Urban Transformations in Music Videos

Design Approaches, Music Videos Add Comment
Part 1 of 6 in the series The Virtual Places of Music Videos

Since pop music is largely an urban culture, it is no surprise that many music videos use an urban setting within which to present their music performers. In most cases, the urban location is presented in the context of a straightforward documentation, as if we were witnessing the music being performed right then and there. Perhaps the most extreme example of this is the award-winning music video of U2’s Where The Streets Have No Name, which is a filmed performance of that song on a Los Angeles rooftop (and a tribute to The Beatles’ live performance of Let it Be on a London rooftop nearly twenty years earlier):

In some cases, however, the urban environment seen in a music video is not quite a documentation of a physical city – it has undergone some form of transformation.

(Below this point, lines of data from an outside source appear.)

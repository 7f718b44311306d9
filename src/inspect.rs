//! Read-only diagnostics: `cwatch probe` and `cwatch inspect`.
//!
//! Both commands exercise the live fetcher, parser, extractor and matcher
//! against the real catalog without writing to the database, which makes
//! them the first thing to run after editing selectors or criteria.

use std::sync::Arc;

use anyhow::{Context, Result};
use chrono::Utc;

use catalog_watch_core::matcher::{MatchField, MatchHit};
use catalog_watch_core::store::memory::InMemoryStore;

use crate::config::Config;
use crate::criteria::{CriteriaSource, FileCriteriaSource};
use crate::extract::ContentExtractor;
use crate::fetcher::RateLimitedFetcher;
use crate::pipeline::matcher_for;
use crate::poller::ListingPoller;
use crate::semantic;

const PREVIEW_CHARS: usize = 600;

/// `cwatch probe`: fetch and print one listing page.
pub async fn run_probe(config: &Config, page: u32) -> Result<()> {
    let fetcher = Arc::new(RateLimitedFetcher::new(&config.http)?);
    // The poller needs a store; probing never writes to it.
    let poller = ListingPoller::new(Arc::new(InMemoryStore::new()), fetcher, &config.listing)?;

    let url = poller.page_url(page, Utc::now())?;
    let listings = poller.fetch_page(page, Utc::now()).await?;

    println!("Page {}: {}", page, url);
    println!("{} entries", listings.len());
    println!();
    for listing in &listings {
        println!(
            "  {:<20} {}",
            listing.external_id,
            listing.title.as_deref().unwrap_or("(untitled)")
        );
        println!("  {:<20} {}", "", listing.url);
    }
    Ok(())
}

/// `cwatch inspect`: fetch a detail page, print the extracted text and
/// the verdict under the current criteria.
pub async fn run_inspect(config: &Config, url: &str, title: Option<&str>) -> Result<()> {
    let fetcher = RateLimitedFetcher::new(&config.http)?;
    let extractor = ContentExtractor::new(&config.detail)?;
    let criteria = FileCriteriaSource::new(&config.criteria.path)
        .current()
        .await
        .context("Failed to load criteria")?;
    let backend = semantic::create_backend(&config.semantic)?;

    let response = fetcher.fetch(url).await.context("Failed to fetch page")?;
    let text = extractor.extract(&response.body)?;

    let preview: String = text.chars().take(PREVIEW_CHARS).collect();
    println!("Extracted {} chars:", text.chars().count());
    println!("{}{}", preview, if preview.len() < text.len() { " …" } else { "" });
    println!();

    let verdict = matcher_for(&config.semantic)
        .evaluate(&text, title, &criteria, backend.as_deref())
        .await?;

    if !verdict.is_match() {
        println!("Verdict: no match");
        return Ok(());
    }
    println!("Verdict: match");
    for hit in &verdict.hits {
        match hit {
            MatchHit::Keyword { keyword, field } => {
                let field = match field {
                    MatchField::Text => "text",
                    MatchField::Title => "title",
                };
                println!("  keyword {:?} in {}", keyword, field);
            }
            MatchHit::Semantic {
                query,
                score,
                entailment,
            } => match entailment {
                Some(e) => println!("  query {:?}: similarity {:.3}, entailment {:.3}", query, score, e),
                None => println!("  query {:?}: similarity {:.3}", query, score),
            },
        }
    }
    Ok(())
}
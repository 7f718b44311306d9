//! # Catalog Watch CLI (`cwatch`)
//!
//! ## Usage
//!
//! ```bash
//! cwatch --config ./config/catalog-watch.toml <command>
//! ```
//!
//! ## Commands
//!
//! | Command | Description |
//! |---------|-------------|
//! | `cwatch init` | Create the SQLite database and run schema migrations |
//! | `cwatch run` | Poll the listing and process detail pages until Ctrl-C |
//! | `cwatch poll` | Run one listing cycle |
//! | `cwatch tick` | Process at most one due item |
//! | `cwatch probe` | Print the entries parsed from one listing page |
//! | `cwatch inspect <url>` | Print extracted text and verdict for a detail page |
//! | `cwatch stats` | Show item counts per status |
//! | `cwatch report` | Send an activity report for the last N days |

use clap::{Parser, Subcommand};
use std::path::PathBuf;

use catalog_watch::{config, inspect, logging, migrate, pipeline, stats};

/// Catalog Watch CLI: discover new catalog items and notify on matches.
///
/// All commands accept a `--config` flag pointing to a TOML configuration
/// file. See `config/catalog-watch.example.toml` for a full example.
#[derive(Parser)]
#[command(
    name = "cwatch",
    about = "Catalog Watch: discover new catalog items and notify once per match",
    version
)]
struct Cli {
    /// Path to configuration file (TOML).
    #[arg(long, global = true, default_value = "./config/catalog-watch.toml")]
    config: PathBuf,

    #[command(subcommand)]
    command: Commands,
}

#[derive(Subcommand)]
enum Commands {
    /// Initialize the database schema.
    ///
    /// Creates the SQLite database file and the items and notifications
    /// tables. Safe to run repeatedly.
    Init,

    /// Run the listing poller and the detail worker until interrupted.
    Run,

    /// Run a single listing cycle and exit.
    Poll,

    /// Process at most one due item and exit.
    Tick,

    /// Fetch one listing page and print the parsed entries. Writes nothing.
    Probe {
        /// 1-based page number.
        #[arg(long, default_value_t = 1)]
        page: u32,
    },

    /// Fetch a detail page and print the extracted text and verdict.
    /// Writes nothing and sends no notification.
    Inspect {
        /// Detail page URL.
        url: String,

        /// Title used for the keyword title fallback.
        #[arg(long)]
        title: Option<String>,
    },

    /// Show item counts per status and queue state.
    Stats,

    /// Print the activity report and send it through the configured sink.
    Report {
        /// Window in days. Defaults to `notify.report_interval_days`.
        #[arg(long)]
        days: Option<u32>,
    },
}

#[tokio::main]
async fn main() -> anyhow::Result<()> {
    let cli = Cli::parse();
    let cfg = config::load_config(&cli.config)?;
    logging::init(&cfg.logging)?;

    match cli.command {
        Commands::Init => {
            migrate::run_migrations(&cfg).await?;
            println!("Database initialized successfully.");
        }
        Commands::Run => {
            pipeline::run_watch(&cfg).await?;
        }
        Commands::Poll => {
            pipeline::run_poll(&cfg).await?;
        }
        Commands::Tick => {
            pipeline::run_tick(&cfg).await?;
        }
        Commands::Probe { page } => {
            inspect::run_probe(&cfg, page).await?;
        }
        Commands::Inspect { url, title } => {
            inspect::run_inspect(&cfg, &url, title.as_deref()).await?;
        }
        Commands::Stats => {
            stats::run_stats(&cfg).await?;
        }
        Commands::Report { days } => {
            pipeline::run_report(&cfg, days).await?;
        }
    }

    Ok(())
}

Technically speaking, the filming may have still taken place in an actual city, but what we see in the music video has been visually manipulated so as to create the experience of a new place which can no longer be considered quite the same city. As the following examples demonstrate, the extent to which such urban transformations occur may vary, and so do the techniques used to achieve them.

The music video of Cornelius’s Point of View Point shows a relatively mild transformation that is achieved mostly through the editing of the video, its manipulation of the sense of time, and its synchronization with the music:

The music video of Lauryn Hill’s Everything is Everything shows a transformation that is primarily that of context: the city streets are transformed into the grooves of a spinning record. This is achieved through image manipulations and the overlaying of additional elements, but its success is in making even the unchanged images appear to belong to this transformation just as well:

Finally, the music video of Robbie Williams’s My Culture, which is the most architecturally interesting one, is primarily a transformation of content. That is, the urban elements filmed on location are playfully rearranged into a new composition, resulting in a different place altogether:

Looking at the above music videos, then, which of them should be described as presenting virtual places? From the point of view of The Virtual Space Theory, the answer is: all of them. The Virtual Space Theory considers all pictorial images as providing views into virtual space – whether their visual content is a documentation of a physical location, a transformation of one, or an original invention. In any of these cases, the result is an experience of place that is made available to us through a pictorial medium, or in other words, a virtual place. The following posts in this series, therefore, will approach the creation of such places not just as a matter of media, but also as a matter of architecture.

Frank Lloyd Wright’s Film Star House

Film, Music Videos, TV Commercials Add Comment

Film stars do not necessarily always have to be actors – they can also be places. Paris and New York, for example, are very popular film stars, having appeared in countless films. Usually the film role of such places is to just ‘act’ as themselves, though sometimes they can play a different ‘character’, such as in the example of Berlin which was mentioned in a previous post.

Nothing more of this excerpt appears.